_Problem description_
From the entries below, output the line with "use crate::fault::Fault;" and each following line up to and including the line with "plain word arrays.", exactly as written.

Saved data entries
======
//! Guest-instruction translation into IL blocks.
//!
//! [`translate_one`] decodes the word at `pc`, charges its issue cost,
//! appends the matching IL and reports whether the block continues past it.
//! Delayed branches translate their slot instruction between the prepare
//! and commit ops, so the latched target always reflects pre-branch
//! register state. A slot instruction that itself reads the program counter
//! aborts translation with a fault tagged with the slot's address.
//!
//! The ops assume the execution backend keeps the architectural program
//! counter current while a block runs; fallback interpretation requires
//! that anyway.

use crate::decode::{self, InstructionKind, Opcode};
use crate::fault::Fault;
use crate::jit::il::{CodeBlock, IlOp};
use crate::state::Sh4Register;

const SLOT_ENDED_BLOCK: &str = "delay-slot instruction ended the enclosing block";

/// Source of instruction words for the translator.
///
/// The facade implements this over the fetch translation path; tests
/// implement it over plain word arrays.
pub trait InstructionFetcher {
    /// Fetches the 16-bit instruction word at `vaddr`.
    ///
    /// # Errors
    ///
    /// Returns whatever fault the fetch path raises: a translation miss,
    /// an unmapped address, or an out-of-range sub-window access.
    fn fetch_word(&mut self, vaddr: u32) -> Result<u16, Fault>;
}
======
_Task solution_
use crate::fault::Fault;
use crate::jit::il::{CodeBlock, IlOp};
use crate::state::Sh4Register;

const SLOT_ENDED_BLOCK: &str = "delay-slot instruction ended the enclosing block";

/// Source of instruction words for the translator.
///
/// The facade implements this over the fetch translation path; tests
/// implement it over plain word arrays.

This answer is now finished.